Further, Bias argues that his prison transfers prevented him from timely filing his § 2255 petition. ECF 139 at 3. This argument is equally unpersuasive. As indicated in the factual background, supra, Bias had little trouble communicating with this Court well before the § 2255 deadline. He filed a request for a § 2255 packet, ECF 118, and he requested that the brandishing charge be vacated. ECF 124-1. Given Bias's ability to communicate with this Court, he certainly could have timely filed a § 2255 petition. And, his request for a § 2255 packet shows that he was aware of his filing obligations.

In my view, Bias has not shown reasonable diligence or that any extraordinary circumstances prevented him, for an entire year, from discovering "through the exercise of due diligence" the basis of his claims. 28 U.S.C. § 2255(f)(4). Therefore, I conclude that equitable tolling does not apply here.

On June 25, 2015, Bias filed a reply in which claimed that he is entitled to equitable tolling because of "actual innocence." With regard to such a claim, a defendant must meet a threshold which makes a viable claim "rare," according to McQuiggin v. Perkins, ___ U.S. ___, 133 S. Ct. 1924, 1928 (2013). There, the Supreme Court said, id.

We hold that actual innocence, if proved, serves as a gateway through which a petitioner may pass whether the impediment is a procedural bar, as it was in Schlup and House, or, as in this case, expiration of the statute of limitations. We caution, however, that tenable actual-innocence gateway pleas are rare: "[A] petitioner does not meet the threshold requirement unless he persuades the district court that, in light of the new evidence, no juror, acting reasonably, would have voted to find him guilty beyond a reasonable doubt." Schlup, 513 U.S. at 329, 115 S. Ct. 851; see House, 547 U.S. at 538, 126 S. Ct. 2064 (emphasizing that the Schlup standard is "demanding" and seldom met). And in making an assessment of the kind Schlup envisioned, "the timing of the [petition]" is a factor bearing on the "reliability of th[e] evidence" purporting to show actual innocence. Schlup, 513 U.S. at 332, 115 St. Ct. 851.

Bias has not provided a factual basis to entitle him to equitable tolling based on actual innocence. Id. I agree with the government that the evidence against Bias was "overwhelming" and "he admitted to that evidence including his presence on videotaped recordings of the robberies." ECF 150 at 11.

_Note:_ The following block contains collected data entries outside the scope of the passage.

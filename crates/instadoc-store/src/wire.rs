//! HTTP wire protocol between store clients and the ephemeral store.
//!
//! Database and collection names travel as percent-encoded path segments:
//!
//! - `GET    /health`
//! - `GET    /databases`
//! - `GET    /databases/{db}/collections`
//! - `PUT    /databases/{db}/collections/{col}`                   create if absent
//! - `DELETE /databases/{db}/collections/{col}`                   drop (404 if absent)
//! - `GET    /databases/{db}/collections/{col}/documents`         read all
//! - `POST   /databases/{db}/collections/{col}/documents`         insert batch
//! - `POST   /databases/{db}/collections/{col}/documents/delete`  delete by `_id`

use serde::{Deserialize, Serialize};
use serde_json::Value;
use std::borrow::Cow;

pub const PROTOCOL_HEADER: &str = "X-Instadoc-Protocol";

#[derive(Debug, Clone, PartialEq, Eq)]
pub enum StoreRoute {
    Health,
    Databases,
    Collections {
        database: String,
    },
    Collection {
        database: String,
        collection: String,
    },
    Documents {
        database: String,
        collection: String,
    },
    DeleteDocuments {
        database: String,
        collection: String,
    },
}

#[derive(Debug, Clone, Serialize, Deserialize, PartialEq, Eq)]
pub struct HealthResponse {
    pub ok: bool,
}

#[derive(Debug, Clone, Serialize, Deserialize, PartialEq, Eq)]
pub struct CreateResponse {
    pub created: bool,
}

#[derive(Debug, Clone, Serialize, Deserialize, PartialEq, Eq)]
pub struct DropResponse {
    pub dropped: bool,
}

#[derive(Debug, Clone, Serialize, Deserialize, PartialEq, Eq)]
pub struct InsertResponse {
    pub inserted: usize,
}

#[derive(Debug, Clone, Serialize, Deserialize, PartialEq)]
pub struct DeleteRequest {
    pub ids: Vec<Value>,
}

#[derive(Debug, Clone, Serialize, Deserialize, PartialEq, Eq)]
pub struct DeleteResponse {
    pub deleted: usize,
}

/// Percent-encode a name for use as a single path segment.
pub fn encode_segment(name: &str) -> Cow<'_, str> {
    urlencoding::encode(name)
}

pub fn collections_path(database: &str) -> String {
    format!("/databases/{}/collections", encode_segment(database))
}

pub fn collection_path(database: &str, collection: &str) -> String {
    format!(
        "{}/{}",
        collections_path(database),
        encode_segment(collection)
    )
}

pub fn documents_path(database: &str, collection: &str) -> String {
    format!("{}/documents", collection_path(database, collection))
}

pub fn delete_documents_path(database: &str, collection: &str) -> String {
    format!("{}/delete", documents_path(database, collection))
}

/// Parse a request URL (query string ignored) into a store route.
///
/// Returns `None` for unknown paths, empty names, or segments that are not
/// valid percent-encoded UTF-8.
pub fn parse_route(url: &str) -> Option<StoreRoute> {
    let path = url.split_once('?').map_or(url, |(p, _)| p);
    let raw: Vec<&str> = path.trim_start_matches('/').split('/').collect();

    match raw.as_slice() {
        ["health"] => Some(StoreRoute::Health),
        ["databases"] => Some(StoreRoute::Databases),
        ["databases", db, "collections"] => Some(StoreRoute::Collections {
            database: decode_segment(db)?,
        }),
        ["databases", db, "collections", col] => Some(StoreRoute::Collection {
            database: decode_segment(db)?,
            collection: decode_segment(col)?,
        }),
        ["databases", db, "collections", col, "documents"] => Some(StoreRoute::Documents {
            database: decode_segment(db)?,
            collection: decode_segment(col)?,
        }),
        ["databases", db, "collections", col, "documents", "delete"] => {
            Some(StoreRoute::DeleteDocuments {
                database: decode_segment(db)?,
                collection: decode_segment(col)?,
            })
        }
        _ => None,
    }
}

fn decode_segment(segment: &str) -> Option<String> {
    let decoded = urlencoding::decode(segment).ok()?;
    if decoded.is_empty() {
        None
    } else {
        Some(decoded.into_owned())
    }
}

#[cfg(test)]
mod tests {
    use super::*;

    #[test]
    fn parse_health_and_databases() {
        assert_eq!(parse_route("/health"), Some(StoreRoute::Health));
        assert_eq!(parse_route("/databases"), Some(StoreRoute::Databases));
    }

    #[test]
    fn parse_collection_routes() {
        assert_eq!(
            parse_route("/databases/testdb/collections"),
            Some(StoreRoute::Collections {
                database: "testdb".to_owned()
            })
        );
        assert_eq!(
            parse_route("/databases/testdb/collections/widgets/documents"),
            Some(StoreRoute::Documents {
                database: "testdb".to_owned(),
                collection: "widgets".to_owned()
            })
        );
        assert_eq!(
            parse_route("/databases/testdb/collections/widgets/documents/delete"),
            Some(StoreRoute::DeleteDocuments {
                database: "testdb".to_owned(),
                collection: "widgets".to_owned()
            })
        );
    }

    #[test]
    fn collection_named_like_a_keyword() {
        assert_eq!(
            parse_route("/databases/db/collections/documents"),
            Some(StoreRoute::Collection {
                database: "db".to_owned(),
                collection: "documents".to_owned()
            })
        );
    }

    #[test]
    fn encoded_names_roundtrip_through_paths() {
        let path = documents_path("my db", "a/b?c");
        assert_eq!(
            parse_route(&path),
            Some(StoreRoute::Documents {
                database: "my db".to_owned(),
                collection: "a/b?c".to_owned()
            })
        );
    }

    #[test]
    fn query_string_is_ignored() {
        assert_eq!(parse_route("/health?x=1"), Some(StoreRoute::Health));
    }

    #[test]
    fn unknown_and_empty_segments_rejected() {
        assert!(parse_route("/").is_none());
        assert!(parse_route("/other").is_none());
        assert!(parse_route("/databases//collections").is_none());
        assert!(parse_route("/databases/db/collections/col/extra").is_none());
    }
}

B. Ineffective Assistance of Counsel

Even assuming that Bias is entitled to equitable tolling, the Petition lacks merit.

Bias argues that his defense attorney was constitutionally ineffective because he failed to investigate adequately defendant's involvement as well as the firearms charges. He insists that "he had no knowledge of any firearm during any of these alleged robberies," and that he "was never physically present during any of these alleged robberies." ECF 130-1 at 2; ECF 149 at 1. According to Bias, he was merely present at the robberies as "a patron purchasing goods. . . ." ECF 149 at 2. He also complains, id.: "It was through through [sic] the diligent deception of Petitioner's counsel . . .to ascertain [his] acquiescence of a guilty plea." Id. Bias also complains that his attorney never moved to suppress evidence of the firearms. ECF 130-1 at 2, 5. And, Bias complains that his lawyer should have filed a motion for judgment of acquittal, challenging the sufficiency of the charge or the evidence as to Bias's possession of a firearm in furtherance of a crime of violence. ECF 130-1 at 5; ECF 149 at 2.

Further, Bias insists that his "counsel failed to investigate the background of the defendant's mental health issues and problems." ECF 130-1 at 3. Specifically, Bias states, id.:

Had counsel done more than a cursory investigation he would have discovered his client Rico Bias, the defendant, has a long history of being diagnosed with having Bipolar Disorder and as also suffering from Schizophrenia. The defendant has been on Zoloft (an antidepressant for Bipolar Disorder, and Resperidol, a sedative for Schizophrenia) dated back to 2004. The counsel's performance was defective in not using the defendant's mental health issues as a Constitutional level of defense.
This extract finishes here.